ABOUT THIS EXERCISE => Nothing but the lines from the start of the entries through the line containing "let mut missing = Vec::new();" should appear in the answer, each given exactly.

(DATA TO PROCESS Opens)

//! Rank classification: threshold tables and the cross-matrix.

use crate::rules::{CrossMatrixEntry, RankThreshold};
use crate::types::RankCode;

/// Classify a score against a threshold table.
///
/// The highest threshold whose `min_score <= score` wins, so a score
/// exactly on a boundary takes the higher rank. Below every threshold the
/// lowest-scored threshold's rank applies; an empty table yields E.
pub fn judge_rank(score: f64, thresholds: &[RankThreshold]) -> RankCode {
    let mut sorted: Vec<&RankThreshold> = thresholds.iter().collect();
    sorted.sort_by(|a, b| b.min_score.total_cmp(&a.min_score));

    sorted
        .iter()
        .find(|t| t.min_score <= score)
        .or_else(|| sorted.last())
        .map(|t| t.rank)
        .unwrap_or(RankCode::WORST)
}

/// Combine the two partial ranks into the final rank.
///
/// A missing entry means the matrix is incomplete; the pair falls back
/// to E and the gap is logged.
pub fn judge_final_rank_by_cross_matrix(
    quantitative_rank: RankCode,
    qualitative_rank: RankCode,
    matrix: &[CrossMatrixEntry],
) -> RankCode {
    match matrix
        .iter()
        .find(|m| m.quantitative_rank == quantitative_rank && m.qualitative_rank == qualitative_rank)
    {
        Some(entry) => entry.final_rank,
        None => {
            log::warn!(
                "cross-matrix has no entry for ({quantitative_rank}, {qualitative_rank}); \
                 falling back to {}",
                RankCode::WORST
            );
            RankCode::WORST
        }
    }
}

/// Pairs absent from the matrix, in S..E order.
pub fn missing_cross_matrix_pairs(matrix: &[CrossMatrixEntry]) -> Vec<(RankCode, RankCode)> {
    let mut missing = Vec::new();
    for quantitative in RankCode::ALL {
        for qualitative in RankCode::ALL {
            let present = matrix
                .iter()
                .any(|m| m.quantitative_rank == quantitative && m.qualitative_rank == qualitative);
            if !present {
                missing.push((quantitative, qualitative));
            }
        }
    }
    missing
}

/// Positive when `a` is the better rank, negative when worse, 0 if equal.
pub fn compare_ranks(a: RankCode, b: RankCode) -> i32 {
    b.ordinal() as i32 - a.ordinal() as i32
}
//! eval-runner: headless runner for the performance evaluation engine.
//!
//! Usage:
//!   eval-runner seed --seed 42 --data-dir ./data
//!   eval-runner recalc --period 2025_H2 --previous 2025_H1
//!   eval-runner rankings --period 2025_H2
//!   eval-runner simulate --rule-type rank --draft draft.json
//!   eval-runner adopt --rule-type rank --draft draft.json --actor hr01 --reason "Q3 review"
//!   eval-runner logs
//!   eval-runner --ipc-mode            (JSON lines on stdin/stdout)
//!
//! `--db <path>` switches from the JSON data directory to SQLite.

use anyhow::{bail, Context, Result};
use perfeval_core::{
    audit::Actor,
    config::{AppSettings, RuleBook},
    engine::EvalEngine,
    ranking::RankingData,
    rules::RuleType,
    simulation::{DraftRules, SimulationOutcome},
    store::{JsonDirStore, RecordSet, RecordStore, SqliteStore},
    synthetic::{DatasetShape, SyntheticDataset},
};
use std::env;
use std::fs;
use std::io::{self, BufRead, Write};

#[derive(serde::Deserialize)]
#[serde(tag = "type", rename_all = "snake_case")]
enum IpcCommand {
    Recalc {
        period: Option<String>,
        previous: Option<String>,
    },
    Rankings {
        period: Option<String>,
    },
    Simulate {
        rule_type: RuleType,
        period: Option<String>,
        drafts: DraftRules,
    },
    Logs,
    Quit,
}

fn main() -> Result<()> {
    env_logger::init();

    let args: Vec<String> = env::args().collect();
    let seed = parse_arg(&args, "--seed", 42u64);
    let ipc_mode = args.iter().any(|a| a == "--ipc-mode");
    let data_dir = flag(&args, "--data-dir").unwrap_or("./data");
    let db = flag(&args, "--db");
    let command = (1..args.len())
        .find(|&i| !args[i].starts_with("--") && !takes_value(&args[i - 1]))
        .map(|i| args[i].as_str());

    match db {
        Some(path) => {
            log::info!("using sqlite store at {path}");
            let store = SqliteStore::open(path)?;
            store.migrate()?;
            run(store, &args, command, seed, ipc_mode)
        }
        None => {
            log::info!("using data directory {data_dir}");
            run(JsonDirStore::new(data_dir), &args, command, seed, ipc_mode)
        }
    }
}

fn run<S: RecordStore>(
    store: S,
    args: &[String],
    command: Option<&str>,
    seed: u64,
    ipc_mode: bool,
) -> Result<()> {
    let period = flag(args, "--period");
    let previous = flag(args, "--previous");

    if command == Some("seed") {
        return seed_dataset(store, seed, period);
    }

    let engine = EvalEngine::new(store)?;

    if ipc_mode {
        return run_ipc_loop(&engine);
    }

    match command {
        Some("recalc") => {
            let output = engine.recalculate(period, previous)?;
            let results = &output.evaluation_results;
            println!("=== RECALCULATION ===");
            println!("  period:     {}", results.period);
            println!("  evaluated:  {}", results.items.len());
            for item in &results.items {
                println!(
                    "  #{:<3} {:<10} {:<20} total {:>5.1}  rank {}  {}",
                    item.overall_rank,
                    item.employee_code,
                    item.employee_name,
                    item.total_score,
                    item.rank,
                    item.promotion_status
                );
            }
        }
        Some("rankings") => print_rankings(&engine.rankings(period)?),
        Some("simulate") => {
            let (rule_type, drafts) = read_draft(args)?;
            let outcome = engine.simulate(rule_type, drafts, period, previous)?;
            print_outcome(&outcome);
        }
        Some("adopt") => {
            let (rule_type, drafts) = read_draft(args)?;
            let actor_id = flag(args, "--actor").context("--actor is required")?;
            let actor = Actor {
                actor_id: actor_id.to_string(),
                actor_name: flag(args, "--actor-name").unwrap_or(actor_id).to_string(),
            };
            let reason = flag(args, "--reason").unwrap_or_default();
            let log = engine.adopt(rule_type, drafts, &actor, reason, period, previous)?;
            println!("adopted {} rules (log {})", log.rule_type, log.log_id);
            println!(
                "  changed {} of {} employee(s)",
                log.impact_summary.changed_employees, log.impact_summary.total_employees
            );
        }
        Some("logs") => {
            for log in engine.rule_change_logs()?.items {
                println!(
                    "{}  {:<11} {:<8} {:<12} {}",
                    log.timestamp.format("%Y-%m-%d %H:%M:%S"),
                    log.rule_type.as_str(),
                    log.action.as_str(),
                    log.actor_id,
                    log.reason
                );
            }
        }
        Some(other) => bail!("unknown command: {other}"),
        None => bail!("no command given (seed, recalc, rankings, simulate, adopt, logs)"),
    }
    Ok(())
}

fn seed_dataset<S: RecordStore>(store: S, seed: u64, period: Option<&str>) -> Result<()> {
    let settings = AppSettings::default();
    let period = period.unwrap_or(&settings.default_period).to_string();
    let book = RuleBook::default_test();

    store.write_record_set(RecordSet::AppSettings, None, &settings)?;
    let engine = EvalEngine::with_settings(store, settings);
    engine.save_rule_book(&book)?;

    let dataset =
        SyntheticDataset::generate(seed, &period, DatasetShape::default(), &book.categories);
    dataset.write_to(engine.store())?;

    println!("seeded period {period} (seed {seed})");
    println!("  stores:     {}", dataset.stores.len());
    println!("  employees:  {}", dataset.employees.len());
    Ok(())
}

fn run_ipc_loop<S: RecordStore>(engine: &EvalEngine<S>) -> Result<()> {
    let stdin = io::stdin();
    let mut stdout = io::stdout();

    for line in stdin.lock().lines() {
        let line = line?;
        if line.trim().is_empty() {
            continue;
        }

        let cmd: IpcCommand = match serde_json::from_str(&line) {
            Ok(c) => c,
            Err(e) => {
                writeln!(stdout, "{}", serde_json::json!({ "error": e.to_string() }))?;
                stdout.flush()?;
                continue;
            }
        };

        let reply = match cmd {
            IpcCommand::Quit => break,
            IpcCommand::Recalc { period, previous } => engine
                .recalculate(period.as_deref(), previous.as_deref())
                .map(|o| serde_json::to_value(o.evaluation_results)),
            IpcCommand::Rankings { period } => engine
                .rankings(period.as_deref())
                .map(serde_json::to_value),
            IpcCommand::Simulate {
                rule_type,
                period,
                drafts,
            } => engine
                .simulate(rule_type, drafts, period.as_deref(), None)
                .map(serde_json::to_value),
            IpcCommand::Logs => engine.rule_change_logs().map(serde_json::to_value),
        };

        let value = match reply {
            Ok(value) => value?,
            Err(e) => serde_json::json!({ "error": e.to_string() }),
        };
        writeln!(stdout, "{value}")?;
        stdout.flush()?;
    }
    Ok(())
}

fn read_draft(args: &[String]) -> Result<(RuleType, DraftRules)> {
    let rule_type: RuleType = flag(args, "--rule-type")
        .context("--rule-type is required")?
        .parse()?;
    let path = flag(args, "--draft").context("--draft is required")?;
    let content = fs::read_to_string(path).with_context(|| format!("reading {path}"))?;
    let drafts: DraftRules = serde_json::from_str(&content)?;
    Ok((rule_type, drafts))
}

fn print_rankings(ranking: &RankingData) {
    println!("=== RANKINGS {} ===", ranking.period);
    for entry in &ranking.overall {
        println!("  {:>3}  {}", entry.position, entry.employee_id);
    }
    for (role, entries) in &ranking.by_role {
        println!("  -- {role}: {} employee(s)", entries.len());
    }
    for (store_id, entries) in &ranking.by_store {
        println!("  -- {store_id}: {} employee(s)", entries.len());
    }
}

fn print_outcome(outcome: &SimulationOutcome) {
    let s = &outcome.summary;
    println!("=== SIMULATION {} {} ===", outcome.rule_type, outcome.period);
    println!("  employees:  {}", s.total_employees);
    println!("  changed:    {}", s.changed_employees);
    println!("  unchanged:  {}", s.unchanged_employees);
    println!("  rank up:    {}", s.rank_up_count);
    println!("  rank down:  {}", s.rank_down_count);
    println!("  promoted:   {}", s.promote_count);
    println!("  demoted:    {}", s.demote_count);
    for diff in outcome.diffs.iter().filter(|d| d.changed) {
        println!(
            "  {:<10} {} -> {}  {} -> {}",
            diff.employee_id,
            diff.before_rank,
            diff.after_rank,
            diff.before_promotion_status,
            diff.after_promotion_status
        );
    }
}

fn flag<'a>(args: &'a [String], name: &str) -> Option<&'a str> {
    args.windows(2)
        .find(|w| w[0] == name)
        .map(|w| w[1].as_str())
}

/// Every `--flag` except `--ipc-mode` is followed by a value.
fn takes_value(arg: &str) -> bool {
    arg.starts_with("--") && arg != "--ipc-mode"
}

fn parse_arg<T: std::str::FromStr + Copy>(args: &[String], flag: &str, default: T) -> T {
    args.windows(2)
        .find(|w| w[0] == flag)
        .and_then(|w| w[1].parse().ok())
        .unwrap_or(default)
}
//! Rule-change simulation and diff tests.
//!
//! Tests cover: identical drafts, single-axis isolation, rank and
//! qualitative drafts, impact summary counts, draft selection errors,
//! promotion matrix diff.

mod common;

use common::{scenario, Scenario, PERIOD};
use perfeval_core::{
    diff::{diff_promotion_rules, diff_results, RankMovement},
    error::EvalError,
    promotion::PromotionStatus,
    recalculate::PromotionBasis,
    rules::{RankThreshold, RuleType},
    simulation::{simulate_rule_change, DraftRules, RuleOverride, SimulationInput, SimulationOutcome},
    types::RankCode,
};
use std::collections::HashMap;

fn simulate(s: &Scenario, rule_type: RuleType, drafts: DraftRules) -> SimulationOutcome {
    simulate_with(s, rule_type, drafts, PromotionBasis::RankHeuristic)
}

fn simulate_with(
    s: &Scenario,
    rule_type: RuleType,
    drafts: DraftRules,
    promotion_basis: PromotionBasis<'_>,
) -> SimulationOutcome {
    let rule_override = RuleOverride::select(rule_type, drafts).expect("select draft");
    simulate_rule_change(
        &SimulationInput {
            employees: &s.employees,
            qualitative_scores: &s.qualitative,
            quantitative_scores: &s.quantitative,
            current: &s.rules,
            period: PERIOD,
            settings: &s.settings,
            promotion_basis,
        },
        &rule_override,
    )
    .expect("simulate")
}

fn stricter_quantitative(s: &Scenario) -> DraftRules {
    let mut rank_rules = s.rules.rank_rules.clone();
    rank_rules.thresholds.quantitative = RankCode::ALL
        .iter()
        .zip([100.0, 96.0, 90.0, 85.0, 70.0, 0.0])
        .map(|(&rank, min_score)| RankThreshold { rank, min_score })
        .collect();
    DraftRules {
        draft_rank_rules: Some(rank_rules),
        ..DraftRules::default()
    }
}

/// A draft equal to the current rules reports no changes.
#[test]
fn identical_draft_changes_nothing() {
    let s = scenario();
    let drafts = DraftRules {
        draft_rank_rules: Some(s.rules.rank_rules.clone()),
        ..DraftRules::default()
    };
    let outcome = simulate(&s, RuleType::Rank, drafts);

    assert_eq!(outcome.summary.total_employees, 3);
    assert_eq!(outcome.summary.changed_employees, 0);
    assert_eq!(outcome.summary.unchanged_employees, 3);
    assert!(outcome.diffs.iter().all(|d| !d.changed));
    assert_eq!(outcome.before_results, outcome.after_results);
}

/// Raised quantitative thresholds lower every final rank; nobody newly
/// enters a promotion or demotion status.
#[test]
fn stricter_thresholds_move_ranks_down() {
    let s = scenario();
    let outcome = simulate(&s, RuleType::Rank, stricter_quantitative(&s));
    let summary = outcome.summary;

    assert_eq!(outcome.rule_type, RuleType::Rank);
    assert_eq!(summary.total_employees, 3);
    assert_eq!(summary.changed_employees, 3);
    assert_eq!(summary.rank_down_count, 3);
    assert_eq!(summary.rank_up_count, 0);
    assert_eq!(summary.promote_count, 0);
    // s1 was already a demotion candidate; a1 drops only to keep.
    assert_eq!(summary.demote_count, 0);

    let a1 = outcome.diffs.iter().find(|d| d.employee_id == "a1").expect("a1");
    assert_eq!((a1.before_rank, a1.after_rank), (RankCode::A, RankCode::B));
    assert_eq!(a1.rank_movement, RankMovement::Down);
    assert_eq!(a1.before_promotion_status, PromotionStatus::Promote1);
    assert_eq!(a1.after_promotion_status, PromotionStatus::Keep);
    assert!(a1.promotion_change);

    let m1 = outcome.diffs.iter().find(|d| d.employee_id == "m1").expect("m1");
    assert_eq!((m1.before_rank, m1.after_rank), (RankCode::S, RankCode::A));
    assert!(m1.rank_change);
    assert!(!m1.promotion_change);
}

/// Drafts for other rule types are ignored.
#[test]
fn only_the_selected_draft_is_applied() {
    let s = scenario();
    // A drastic rank draft rides along but promotion is the selected axis.
    let mut drafts = stricter_quantitative(&s);
    drafts.draft_promotion_rules = Some(Vec::new());

    let outcome = simulate(&s, RuleType::Promotion, drafts);
    assert_eq!(outcome.rule_type, RuleType::Promotion);
    assert_eq!(outcome.summary.changed_employees, 0);
    assert!(outcome.diffs.iter().all(|d| d.before_rank == d.after_rank));
}

/// Under the transition basis, a rank simulation keeps the current
/// promotion matrix.
#[test]
fn rank_selection_ignores_promotion_draft() {
    let s = scenario();
    let previous: HashMap<String, RankCode> = s
        .employees
        .iter()
        .map(|e| (e.employee_id.clone(), RankCode::B))
        .collect();
    // Applying the empty promotion matrix would turn every transition into keep.
    let drafts = DraftRules {
        draft_rank_rules: Some(s.rules.rank_rules.clone()),
        draft_promotion_rules: Some(Vec::new()),
        ..DraftRules::default()
    };

    let outcome = simulate_with(
        &s,
        RuleType::Rank,
        drafts,
        PromotionBasis::PeriodTransition { previous_ranks: &previous },
    );
    assert_eq!(outcome.summary.changed_employees, 0);
    let m1 = outcome.after_results.iter().find(|r| r.employee_id == "m1").expect("m1");
    assert_eq!(m1.promotion_status, PromotionStatus::Promote2);
}

/// Disabling manager categories changes manager-sheet employees only.
#[test]
fn qualitative_draft_touches_only_its_sheet() {
    let s = scenario();
    let mut manager = s.rules.categories.manager_categories.clone();
    for category in manager.iter_mut().take(3) {
        category.enabled = false;
    }
    let drafts = DraftRules {
        draft_manager_categories: Some(manager),
        ..DraftRules::default()
    };

    let outcome = simulate(&s, RuleType::Qualitative, drafts);
    assert_eq!(outcome.summary.changed_employees, 2);
    assert_eq!(outcome.summary.unchanged_employees, 1);

    let s1 = outcome.diffs.iter().find(|d| d.employee_id == "s1").expect("s1");
    assert!(!s1.changed);
    let m1 = outcome.after_results.iter().find(|r| r.employee_id == "m1").expect("m1");
    assert_eq!(m1.qualitative_score, 30.0);
    assert_eq!(m1.detail.qualitative_breakdown.len(), 3);
}

/// The current rule book is not mutated by a simulation.
#[test]
fn simulation_leaves_current_rules_untouched() {
    let s = scenario();
    let before = s.rules.clone();
    let _ = simulate(&s, RuleType::Rank, stricter_quantitative(&s));
    assert_eq!(s.rules, before);
}

/// Draft selection fails for missing drafts, bonus and unknown types.
#[test]
fn select_rejects_missing_and_unsupported_drafts() {
    let err = RuleOverride::select(RuleType::Rank, DraftRules::default()).expect_err("missing");
    assert!(matches!(err, EvalError::MissingDraft { .. }));

    let err = RuleOverride::select(RuleType::Qualitative, DraftRules::default()).expect_err("missing");
    assert!(matches!(err, EvalError::MissingDraft { .. }));

    let err = RuleOverride::select(RuleType::Bonus, DraftRules::default()).expect_err("bonus");
    assert!(matches!(err, EvalError::UnsupportedRuleType { .. }));

    assert!("commission".parse::<RuleType>().is_err());
}

/// Drafts deserialize from camelCase JSON.
#[test]
fn drafts_parse_from_camel_case_json() {
    let drafts: DraftRules = serde_json::from_str(
        r#"{ "draftPromotionRules": [
               { "currentRank": "B", "nextRank": "A", "promotionLevel": 1 }
           ] }"#,
    )
    .expect("parse drafts");
    let rule_override = RuleOverride::select(RuleType::Promotion, drafts).expect("select");
    assert_eq!(rule_override.rule_type(), RuleType::Promotion);
}

/// Promote counts include only employees newly entering promotion.
#[test]
fn diff_counts_only_new_promotions() {
    let s = scenario();
    let outcome = simulate(&s, RuleType::Rank, stricter_quantitative(&s));

    // Reverse direction: after -> before.
    let report = diff_results(&outcome.after_results, &outcome.before_results);
    assert_eq!(report.summary.rank_up_count, 3);
    assert_eq!(report.summary.promote_count, 1);
    assert_eq!(report.summary.demote_count, 0);

    // Employees missing from one side are skipped.
    let report = diff_results(&outcome.before_results[..1], &outcome.after_results);
    assert_eq!(report.summary.total_employees, 1);
}

/// Changed and removed matrix pairs are listed with before/after levels.
#[test]
fn promotion_matrix_diff_lists_changed_pairs() {
    let s = scenario();
    let current = s.rules.promotion_rules.clone();
    assert!(diff_promotion_rules(&current, &current).is_empty());

    let mut draft = current.clone();
    let rule = draft
        .iter_mut()
        .find(|r| r.current_rank == RankCode::B && r.next_rank == RankCode::A)
        .expect("B->A rule");
    rule.promotion_level = 2;
    draft.retain(|r| !(r.current_rank == RankCode::E && r.next_rank == RankCode::D));

    let changes = diff_promotion_rules(&current, &draft);
    assert_eq!(changes.len(), 2);
    assert_eq!(changes[0].previous_rank, RankCode::B);
    assert_eq!((changes[0].before_level, changes[0].after_level), (1, 2));
    assert_eq!(changes[1].previous_rank, RankCode::E);
    assert_eq!((changes[1].before_level, changes[1].after_level), (1, 0));
}
//! Record store: the data-store collaborator around the pure core.
//!
//! RULE: Only store/ talks to persistence.
//! The evaluation core never imports a store; the engine is handed one
//! explicitly and feeds plain records in and out.

use crate::{
    audit::{RuleChangeLog, RuleChangeLogs},
    error::{EvalError, EvalResult},
};
use chrono::Utc;
use rusqlite::{params, Connection, OptionalExtension};
use serde::{de::DeserializeOwned, Serialize};
use std::fmt;

mod change_log;
mod json_dir;

pub use json_dir::JsonDirStore;

/// Named record sets. Per-period sets are keyed by period as well.
#[derive(Debug, Clone, Copy, PartialEq, Eq, Hash)]
pub enum RecordSet {
    Employees,
    Stores,
    RankRules,
    PromotionRules,
    QualitativeCategories,
    AppSettings,
    QualitativeScores,
    QuantitativeScores,
    EvaluationResults,
    Ranking,
}

impl RecordSet {
    pub fn name(self) -> &'static str {
        match self {
            Self::Employees => "employees",
            Self::Stores => "stores",
            Self::RankRules => "rank_rules",
            Self::PromotionRules => "promotion_rules",
            Self::QualitativeCategories => "qualitative_categories",
            Self::AppSettings => "app_settings",
            Self::QualitativeScores => "qualitative_scores",
            Self::QuantitativeScores => "quantitative_scores",
            Self::EvaluationResults => "evaluation_results",
            Self::Ranking => "ranking",
        }
    }

    pub fn is_periodic(self) -> bool {
        matches!(
            self,
            Self::QualitativeScores
                | Self::QuantitativeScores
                | Self::EvaluationResults
                | Self::Ranking
        )
    }

    /// The period component of the key: the given period for per-period
    /// sets, empty otherwise.
    pub fn period_key(self, period: Option<&str>) -> EvalResult<String> {
        if !self.is_periodic() {
            return Ok(String::new());
        }
        match period {
            Some(p) if !p.trim().is_empty() => Ok(p.to_string()),
            _ => Err(EvalError::MissingPeriod {
                record_set: self.name().to_string(),
            }),
        }
    }

    /// `employees.json`, `qualitative_scores_2025_H2.json`, ...
    ///
    /// Bytes of the period outside `[A-Za-z0-9_.-]` are written as `%XX`,
    /// so any period key maps to a single file in the data directory.
    pub fn file_name(self, period: Option<&str>) -> EvalResult<String> {
        let period = self.period_key(period)?;
        Ok(if period.is_empty() {
            format!("{}.json", self.name())
        } else {
            format!("{}_{}.json", self.name(), escape_period(&period))
        })
    }
}

fn escape_period(period: &str) -> String {
    let mut escaped = String::with_capacity(period.len());
    for byte in period.bytes() {
        match byte {
            b'A'..=b'Z' | b'a'..=b'z' | b'0'..=b'9' | b'_' | b'-' | b'.' => {
                escaped.push(byte as char)
            }
            _ => escaped.push_str(&format!("%{byte:02X}")),
        }
    }
    escaped
}

impl fmt::Display for RecordSet {
    fn fmt(&self, f: &mut fmt::Formatter<'_>) -> fmt::Result {
        f.write_str(self.name())
    }
}

/// Read/write access to named record sets plus the append-only
/// rule change log.
pub trait RecordStore {
    fn read_record_set<T: DeserializeOwned>(
        &self,
        set: RecordSet,
        period: Option<&str>,
    ) -> EvalResult<T>;

    fn write_record_set<T: Serialize>(
        &self,
        set: RecordSet,
        period: Option<&str>,
        data: &T,
    ) -> EvalResult<()>;

    fn append_rule_change_log(&self, log: &RuleChangeLog) -> EvalResult<()>;

    /// All change logs, newest first.
    fn rule_change_logs(&self) -> EvalResult<RuleChangeLogs>;

    /// Write an adopted rule table together with its change log.
    /// The log is appended first: a failed log leaves the table untouched.
    fn commit_rule_change<T: Serialize>(
        &self,
        set: RecordSet,
        data: &T,
        log: &RuleChangeLog,
    ) -> EvalResult<()> {
        self.append_rule_change_log(log)?;
        self.write_record_set(set, None, data)
    }

    /// `read_record_set`, with "not found" mapped to `None`.
    fn try_read_record_set<T: DeserializeOwned>(
        &self,
        set: RecordSet,
        period: Option<&str>,
    ) -> EvalResult<Option<T>> {
        match self.read_record_set(set, period) {
            Ok(data) => Ok(Some(data)),
            Err(EvalError::RecordSetNotFound { .. }) => Ok(None),
            Err(err) => Err(err),
        }
    }
}

// ── SQLite ─────────────────────────────────────────────────────────

pub struct SqliteStore {
    conn: Connection,
}

impl SqliteStore {
    /// Open (or create) the database at `path`.
    pub fn open(path: &str) -> EvalResult<Self> {
        let conn = Connection::open(path)?;
        // WAL mode only matters for real files; in-memory ignores it.
        let _ = conn.execute_batch("PRAGMA journal_mode=WAL;");
        Ok(Self { conn })
    }

    /// Open an in-memory database (used in tests).
    pub fn in_memory() -> EvalResult<Self> {
        let conn = Connection::open_in_memory()?;
        Ok(Self { conn })
    }

    /// Apply all schema migrations in order.
    pub fn migrate(&self) -> EvalResult<()> {
        self.conn
            .execute_batch(include_str!("../../../migrations/001_record_sets.sql"))?;
        Ok(())
    }

    /// Number of stored payloads for a set, across all periods (for tests).
    pub fn record_set_count(&self, set: RecordSet) -> EvalResult<i64> {
        let count: i64 = self.conn.query_row(
            "SELECT COUNT(*) FROM record_set WHERE name = ?1",
            params![set.name()],
            |row| row.get(0),
        )?;
        Ok(count)
    }

    /// Periods with a stored payload for `set`, ascending.
    pub fn periods(&self, set: RecordSet) -> EvalResult<Vec<String>> {
        let mut stmt = self.conn.prepare(
            "SELECT period FROM record_set
             WHERE name = ?1 AND period != ''
             ORDER BY period ASC",
        )?;
        let periods = stmt
            .query_map(params![set.name()], |row| row.get(0))?
            .collect::<Result<Vec<String>, _>>()?;
        Ok(periods)
    }
}

impl RecordStore for SqliteStore {
    fn read_record_set<T: DeserializeOwned>(
        &self,
        set: RecordSet,
        period: Option<&str>,
    ) -> EvalResult<T> {
        let period_key = set.period_key(period)?;
        let payload: Option<String> = self
            .conn
            .query_row(
                "SELECT payload FROM record_set WHERE name = ?1 AND period = ?2",
                params![set.name(), period_key],
                |row| row.get(0),
            )
            .optional()?;

        let payload = payload.ok_or_else(|| EvalError::RecordSetNotFound {
            name: set.file_name(period).unwrap_or_else(|_| set.name().to_string()),
        })?;
        Ok(serde_json::from_str(&payload)?)
    }

    fn write_record_set<T: Serialize>(
        &self,
        set: RecordSet,
        period: Option<&str>,
        data: &T,
    ) -> EvalResult<()> {
        let period_key = set.period_key(period)?;
        let payload = serde_json::to_string(data)?;
        self.conn.execute(
            "INSERT INTO record_set (name, period, payload, updated_at)
             VALUES (?1, ?2, ?3, ?4)
             ON CONFLICT (name, period)
             DO UPDATE SET payload = excluded.payload, updated_at = excluded.updated_at",
            params![set.name(), period_key, payload, Utc::now().to_rfc3339()],
        )?;
        log::debug!("stored record set {set} period='{period_key}'");
        Ok(())
    }

    fn append_rule_change_log(&self, log: &RuleChangeLog) -> EvalResult<()> {
        self.insert_rule_change_log(log)
    }

    fn rule_change_logs(&self) -> EvalResult<RuleChangeLogs> {
        Ok(RuleChangeLogs {
            items: self.rule_change_logs_newest_first()?,
        })
    }

    /// Table and log land in one transaction.
    fn commit_rule_change<T: Serialize>(
        &self,
        set: RecordSet,
        data: &T,
        log: &RuleChangeLog,
    ) -> EvalResult<()> {
        let tx = self.conn.unchecked_transaction()?;
        self.write_record_set(set, None, data)?;
        self.insert_rule_change_log(log)?;
        tx.commit()?;
        Ok(())
    }
}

(DATA TO PROCESS Closes)

SOLUTION =>
//! Rank classification: threshold tables and the cross-matrix.

use crate::rules::{CrossMatrixEntry, RankThreshold};
use crate::types::RankCode;

/// Classify a score against a threshold table.
///
/// The highest threshold whose `min_score <= score` wins, so a score
/// exactly on a boundary takes the higher rank. Below every threshold the
/// lowest-scored threshold's rank applies; an empty table yields E.
pub fn judge_rank(score: f64, thresholds: &[RankThreshold]) -> RankCode {
    let mut sorted: Vec<&RankThreshold> = thresholds.iter().collect();
    sorted.sort_by(|a, b| b.min_score.total_cmp(&a.min_score));

    sorted
        .iter()
        .find(|t| t.min_score <= score)
        .or_else(|| sorted.last())
        .map(|t| t.rank)
        .unwrap_or(RankCode::WORST)
}

/// Combine the two partial ranks into the final rank.
///
/// A missing entry means the matrix is incomplete; the pair falls back
/// to E and the gap is logged.
pub fn judge_final_rank_by_cross_matrix(
    quantitative_rank: RankCode,
    qualitative_rank: RankCode,
    matrix: &[CrossMatrixEntry],
) -> RankCode {
    match matrix
        .iter()
        .find(|m| m.quantitative_rank == quantitative_rank && m.qualitative_rank == qualitative_rank)
    {
        Some(entry) => entry.final_rank,
        None => {
            log::warn!(
                "cross-matrix has no entry for ({quantitative_rank}, {qualitative_rank}); \
                 falling back to {}",
                RankCode::WORST
            );
            RankCode::WORST
        }
    }
}

/// Pairs absent from the matrix, in S..E order.
pub fn missing_cross_matrix_pairs(matrix: &[CrossMatrixEntry]) -> Vec<(RankCode, RankCode)> {
    let mut missing = Vec::new();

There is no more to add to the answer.